E ora arriviamo ai giorni nostri. Nella data del 25 giugno all’Alcatraz di Milano, Corey Taylor, cantante, musicista, autore e attore statunitense, noto per essere il frontman degli Slipknot e degli Stone Sour, nel suo tour da solista ha ammesso di essere esausto.
I presenti hanno riportato sui social media il suo stato di esaurimento sfociato in un pianto liberatorio dopo aver ammesso che se non fosse stato per la moglie, oggi non sarebbe più dei nostri.
Taylor tra sei mesi sarà di nuovo in tournee con gli Slipknot, e forse sei mesi fa era dall’altra parte del pianeta.
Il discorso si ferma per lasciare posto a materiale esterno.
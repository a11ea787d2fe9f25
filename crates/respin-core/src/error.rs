use thiserror::Error;

/// Failures the coordinator raises on its own. Build failures are reported
/// by the external executor and travel as data, not through this type.
#[derive(Debug, Clone, Error, PartialEq, Eq)]
pub enum CoordinatorError {
    #[error("package '{id}' is not registered")]
    NotFound { id: String },
    #[error("dependency cycle detected involving: {}", .members.join(", "))]
    Cycle { members: Vec<String> },
    #[error("package '{id}' is not installed and cannot be soft-uninstalled")]
    NotInstalled { id: String },
    #[error("system clock is set before the unix epoch")]
    ClockBeforeEpoch,
}

impl CoordinatorError {
    pub fn not_found(id: impl Into<String>) -> Self {
        Self::NotFound { id: id.into() }
    }
}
L’anno prossimo per assurdo potrebbe stare in un altro fazzoletto di mondo: si tratta di gente che non vede casa per mesi e mesi, a volte anche per anni.

Problema personale o convenzionale? Nessuno può stabilirlo con certezza assoluta, o forse si.
La tesi (How Rock Stars Stay Healthy On Their Never-Ending Business Trips (forbes.com)) trova fondamenta anche in una analisi nel 2015 da parte della dottoressa e medico naturopata Gabrielle Francis, che dopo anni al fianco dei musicisti in tournee, ha analizzato la loro inclinazione verso forme d’ansia, solitudine, insonnia, e quindi convivenza con sostanze psicotrope: “Circa il 50-60% degli artisti con cui ho lavorato e con cui lavoro ancora sono in fase di recupero, ma per quelli che non lo sono, a volte abbiamo a che fare con i postumi di una sbornia la mattina dopo la festa“.

Tutto normale per una rockstar? Può darsi. Fatto sta che le stelle del rock del terzo millennio stanno sbiadendo, hanno ormai almeno cinquanta anni, spesso una vita complicata e la forte necessità di mantenere un tenore di vita all’altezza delle proprie aspettative.

Insomma, le rockstar di oggi non sono più dei ragazzini e soprattutto, a dispetto di buona parte degli idoli pop dei nostri figli, non si devono spostare soltanto all’interno dei confini nazionali (poiché questi all’estero non godono di grande appeal), e non godono di ricambio generazionale, per complesse ragioni di mercato e perché quell’industria che li ha fatti crescere negli anni d’oro della musica acquistata, oggi non conosce più ragioni ed etica.

Questi ritmi sono insostenibili, ed è in parte anche per colpa nostra, o meglio del mercato.
L’industria discografica dovrebbe tornare alla vendita dei dischi anche per il bene di gente come Taylor, Hetfield e tutti coloro che all’oscuro, lontano dai palchi di mezzo mondo, soffrono stanchezza, lontananza e solitudine.

Quindi, al di là del fumo negli occhi venduto dalle piattaforme streaming, in alcuni casi con la compiacenza di alcuni organi di settore (vedesi l’entusiasmo sullo streaming espresso dalla FIMI nella figura di Enzo Mazza  https://www.rockit.it/articolo/fimi-gli-artisti-che-riescono-guadagnare-grazie-allo-streaming-sono-sempre-piu) lo streaming non paga, o comunque lo fa male e non in maniera equa, come ribadito a chiare lettere anche dall’ Unione Europea ‘https://www.hdblog.it/mercato/articoli/n577526/ue-piattaforme-streaming-pagamento-artisti)

Cosa possiamo fare?

Per adesso ben poco, se non chiedere a gran voce all’industria discografica di tornare a fare impresa mettendo al centro la qualità dei dischi, per evitare che gli artisti più fragili in tournee non cadano a terra come mosche.
E anche per consentire a geni come Noel Gallagher di continuare a costruire parcheggi per elicotteri, senza il rischio di rimetterci le penne.